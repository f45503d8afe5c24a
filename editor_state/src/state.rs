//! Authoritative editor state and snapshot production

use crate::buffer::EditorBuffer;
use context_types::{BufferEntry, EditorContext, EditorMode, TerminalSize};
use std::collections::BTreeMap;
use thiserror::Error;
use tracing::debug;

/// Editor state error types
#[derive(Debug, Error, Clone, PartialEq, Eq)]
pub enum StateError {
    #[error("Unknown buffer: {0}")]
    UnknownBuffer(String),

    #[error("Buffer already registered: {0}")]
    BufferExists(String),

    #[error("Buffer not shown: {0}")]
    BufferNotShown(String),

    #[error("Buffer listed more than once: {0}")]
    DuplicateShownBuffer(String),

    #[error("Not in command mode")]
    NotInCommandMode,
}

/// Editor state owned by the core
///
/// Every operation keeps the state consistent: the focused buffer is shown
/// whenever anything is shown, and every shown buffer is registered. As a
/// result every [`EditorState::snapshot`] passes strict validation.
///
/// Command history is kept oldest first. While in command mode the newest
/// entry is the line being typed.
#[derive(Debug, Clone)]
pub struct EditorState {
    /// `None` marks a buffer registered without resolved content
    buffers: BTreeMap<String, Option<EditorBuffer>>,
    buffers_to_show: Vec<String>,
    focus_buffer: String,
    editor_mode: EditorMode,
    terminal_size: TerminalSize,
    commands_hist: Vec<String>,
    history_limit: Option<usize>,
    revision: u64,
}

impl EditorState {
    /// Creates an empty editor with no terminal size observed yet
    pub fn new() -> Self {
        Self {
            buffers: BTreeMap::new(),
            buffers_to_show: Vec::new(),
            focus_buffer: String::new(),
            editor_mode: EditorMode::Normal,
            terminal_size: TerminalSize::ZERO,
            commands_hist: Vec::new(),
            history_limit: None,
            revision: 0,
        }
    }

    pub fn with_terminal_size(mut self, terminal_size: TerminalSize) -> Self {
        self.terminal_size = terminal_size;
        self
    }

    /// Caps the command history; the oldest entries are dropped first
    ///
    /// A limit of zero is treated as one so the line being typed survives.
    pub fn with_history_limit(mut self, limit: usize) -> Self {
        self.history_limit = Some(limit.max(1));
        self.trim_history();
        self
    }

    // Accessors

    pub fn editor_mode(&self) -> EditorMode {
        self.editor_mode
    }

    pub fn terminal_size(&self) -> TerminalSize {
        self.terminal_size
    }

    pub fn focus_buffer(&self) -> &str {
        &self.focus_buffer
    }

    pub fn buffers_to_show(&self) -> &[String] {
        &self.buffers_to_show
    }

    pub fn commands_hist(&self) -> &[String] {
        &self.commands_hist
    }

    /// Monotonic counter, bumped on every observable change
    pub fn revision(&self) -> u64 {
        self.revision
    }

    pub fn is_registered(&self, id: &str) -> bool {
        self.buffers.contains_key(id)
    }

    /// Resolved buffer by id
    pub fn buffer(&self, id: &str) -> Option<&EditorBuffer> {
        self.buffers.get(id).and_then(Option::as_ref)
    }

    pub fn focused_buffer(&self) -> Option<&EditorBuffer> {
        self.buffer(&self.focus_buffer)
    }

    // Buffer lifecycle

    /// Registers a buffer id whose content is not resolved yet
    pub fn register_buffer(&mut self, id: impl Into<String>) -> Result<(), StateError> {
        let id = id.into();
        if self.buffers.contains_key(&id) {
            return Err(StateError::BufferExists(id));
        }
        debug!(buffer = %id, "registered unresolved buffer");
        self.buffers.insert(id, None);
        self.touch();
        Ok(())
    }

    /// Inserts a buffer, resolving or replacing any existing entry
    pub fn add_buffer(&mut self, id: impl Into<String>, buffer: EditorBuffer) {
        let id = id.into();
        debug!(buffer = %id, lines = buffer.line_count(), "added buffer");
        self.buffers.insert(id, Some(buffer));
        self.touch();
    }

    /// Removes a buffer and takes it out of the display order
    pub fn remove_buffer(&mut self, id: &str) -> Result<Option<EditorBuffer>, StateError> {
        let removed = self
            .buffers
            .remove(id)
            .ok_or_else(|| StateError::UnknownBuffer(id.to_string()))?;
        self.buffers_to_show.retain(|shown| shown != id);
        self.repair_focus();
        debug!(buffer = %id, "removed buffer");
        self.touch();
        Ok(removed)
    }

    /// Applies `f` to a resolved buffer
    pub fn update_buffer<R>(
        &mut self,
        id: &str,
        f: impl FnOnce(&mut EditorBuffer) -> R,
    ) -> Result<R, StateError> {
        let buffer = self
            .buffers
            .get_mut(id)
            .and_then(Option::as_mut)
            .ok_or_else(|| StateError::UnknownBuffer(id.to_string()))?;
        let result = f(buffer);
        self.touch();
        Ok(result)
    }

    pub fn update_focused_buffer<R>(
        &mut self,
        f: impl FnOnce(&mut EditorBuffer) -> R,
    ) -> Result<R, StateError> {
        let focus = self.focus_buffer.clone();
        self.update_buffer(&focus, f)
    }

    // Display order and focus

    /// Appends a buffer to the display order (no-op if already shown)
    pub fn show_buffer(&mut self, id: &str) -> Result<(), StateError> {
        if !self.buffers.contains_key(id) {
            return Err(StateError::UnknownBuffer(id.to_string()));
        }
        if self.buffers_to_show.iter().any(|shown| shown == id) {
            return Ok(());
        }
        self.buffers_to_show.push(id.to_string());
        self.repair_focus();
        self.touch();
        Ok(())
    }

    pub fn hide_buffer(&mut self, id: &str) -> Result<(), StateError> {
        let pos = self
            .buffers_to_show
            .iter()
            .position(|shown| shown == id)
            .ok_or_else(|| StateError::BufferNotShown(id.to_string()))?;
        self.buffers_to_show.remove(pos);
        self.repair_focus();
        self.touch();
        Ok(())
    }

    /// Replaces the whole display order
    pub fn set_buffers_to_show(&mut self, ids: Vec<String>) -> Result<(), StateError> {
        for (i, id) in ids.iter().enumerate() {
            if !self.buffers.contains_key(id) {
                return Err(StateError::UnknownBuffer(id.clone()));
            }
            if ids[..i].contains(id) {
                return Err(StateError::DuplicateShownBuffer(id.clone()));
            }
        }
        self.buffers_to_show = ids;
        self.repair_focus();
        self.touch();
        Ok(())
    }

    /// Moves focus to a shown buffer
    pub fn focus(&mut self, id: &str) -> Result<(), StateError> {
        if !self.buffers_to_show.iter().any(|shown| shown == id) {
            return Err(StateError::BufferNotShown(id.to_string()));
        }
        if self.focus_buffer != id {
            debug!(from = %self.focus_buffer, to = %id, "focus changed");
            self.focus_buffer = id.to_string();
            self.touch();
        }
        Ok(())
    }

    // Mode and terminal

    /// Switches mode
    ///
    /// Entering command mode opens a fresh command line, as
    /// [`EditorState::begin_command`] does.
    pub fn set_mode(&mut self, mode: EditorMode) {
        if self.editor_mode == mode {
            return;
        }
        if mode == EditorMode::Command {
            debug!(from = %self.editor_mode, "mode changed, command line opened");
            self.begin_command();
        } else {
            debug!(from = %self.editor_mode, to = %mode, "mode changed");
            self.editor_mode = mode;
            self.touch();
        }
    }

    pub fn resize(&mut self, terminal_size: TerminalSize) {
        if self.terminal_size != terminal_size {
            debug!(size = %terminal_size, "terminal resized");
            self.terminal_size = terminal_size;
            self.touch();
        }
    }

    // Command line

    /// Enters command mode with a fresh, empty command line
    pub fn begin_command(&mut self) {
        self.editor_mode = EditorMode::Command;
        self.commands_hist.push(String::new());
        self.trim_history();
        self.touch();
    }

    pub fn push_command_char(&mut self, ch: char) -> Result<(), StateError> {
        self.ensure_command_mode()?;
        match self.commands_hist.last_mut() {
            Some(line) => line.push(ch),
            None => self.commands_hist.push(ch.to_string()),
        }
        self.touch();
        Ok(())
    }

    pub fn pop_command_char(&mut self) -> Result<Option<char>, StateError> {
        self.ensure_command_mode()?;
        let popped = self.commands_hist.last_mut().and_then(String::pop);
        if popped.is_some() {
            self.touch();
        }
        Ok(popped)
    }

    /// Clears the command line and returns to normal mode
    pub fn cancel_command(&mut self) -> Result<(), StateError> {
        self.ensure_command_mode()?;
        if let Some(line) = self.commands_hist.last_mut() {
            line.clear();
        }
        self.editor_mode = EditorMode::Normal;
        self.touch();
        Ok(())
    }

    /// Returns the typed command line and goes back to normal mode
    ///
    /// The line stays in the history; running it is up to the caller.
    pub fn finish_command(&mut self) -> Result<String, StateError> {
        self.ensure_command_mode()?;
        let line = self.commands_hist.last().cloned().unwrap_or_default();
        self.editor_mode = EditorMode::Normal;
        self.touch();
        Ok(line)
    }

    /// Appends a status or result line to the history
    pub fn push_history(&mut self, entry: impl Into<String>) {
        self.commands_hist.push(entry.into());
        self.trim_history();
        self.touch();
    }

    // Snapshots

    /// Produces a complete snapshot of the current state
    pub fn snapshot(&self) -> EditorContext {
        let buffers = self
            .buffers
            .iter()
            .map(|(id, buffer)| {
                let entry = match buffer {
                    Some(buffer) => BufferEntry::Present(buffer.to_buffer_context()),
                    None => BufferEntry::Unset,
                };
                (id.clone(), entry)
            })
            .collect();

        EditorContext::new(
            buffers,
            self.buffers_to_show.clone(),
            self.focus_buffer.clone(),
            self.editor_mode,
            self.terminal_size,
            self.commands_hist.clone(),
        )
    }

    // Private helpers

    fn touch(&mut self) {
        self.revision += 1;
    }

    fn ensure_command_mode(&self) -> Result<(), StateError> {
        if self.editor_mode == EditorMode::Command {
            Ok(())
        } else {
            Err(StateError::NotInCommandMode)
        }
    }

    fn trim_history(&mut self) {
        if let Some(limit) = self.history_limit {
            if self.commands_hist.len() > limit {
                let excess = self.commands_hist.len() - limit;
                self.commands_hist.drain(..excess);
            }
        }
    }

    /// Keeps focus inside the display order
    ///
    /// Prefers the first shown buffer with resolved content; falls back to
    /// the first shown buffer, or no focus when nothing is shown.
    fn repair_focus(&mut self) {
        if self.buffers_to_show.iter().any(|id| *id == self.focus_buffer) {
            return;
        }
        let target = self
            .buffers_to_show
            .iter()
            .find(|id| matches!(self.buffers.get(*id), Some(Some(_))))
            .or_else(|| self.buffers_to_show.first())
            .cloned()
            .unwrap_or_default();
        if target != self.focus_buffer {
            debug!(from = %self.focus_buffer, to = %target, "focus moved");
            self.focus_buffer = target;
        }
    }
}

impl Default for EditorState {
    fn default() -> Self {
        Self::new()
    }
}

* [What you need to do]
Beginning at the top of the data, extract each line through the line containing "registered. As a" and return those lines exactly, with nothing added.

* [Answer box]
repository f45503d8afe5c24a
filename editor_state/src/state.rs
//! Authoritative editor state and snapshot production

use crate::buffer::EditorBuffer;
use context_types::{BufferEntry, EditorContext, EditorMode, TerminalSize};
use std::collections::BTreeMap;
use thiserror::Error;
use tracing::debug;

/// Editor state error types
#[derive(Debug, Error, Clone, PartialEq, Eq)]
pub enum StateError {
    #[error("Unknown buffer: {0}")]
    UnknownBuffer(String),

    #[error("Buffer already registered: {0}")]
    BufferExists(String),

    #[error("Buffer not shown: {0}")]
    BufferNotShown(String),

    #[error("Buffer listed more than once: {0}")]
    DuplicateShownBuffer(String),

    #[error("Not in command mode")]
    NotInCommandMode,
}

/// Editor state owned by the core
///
/// Every operation keeps the state consistent: the focused buffer is shown
/// whenever anything is shown, and every shown buffer is registered. As a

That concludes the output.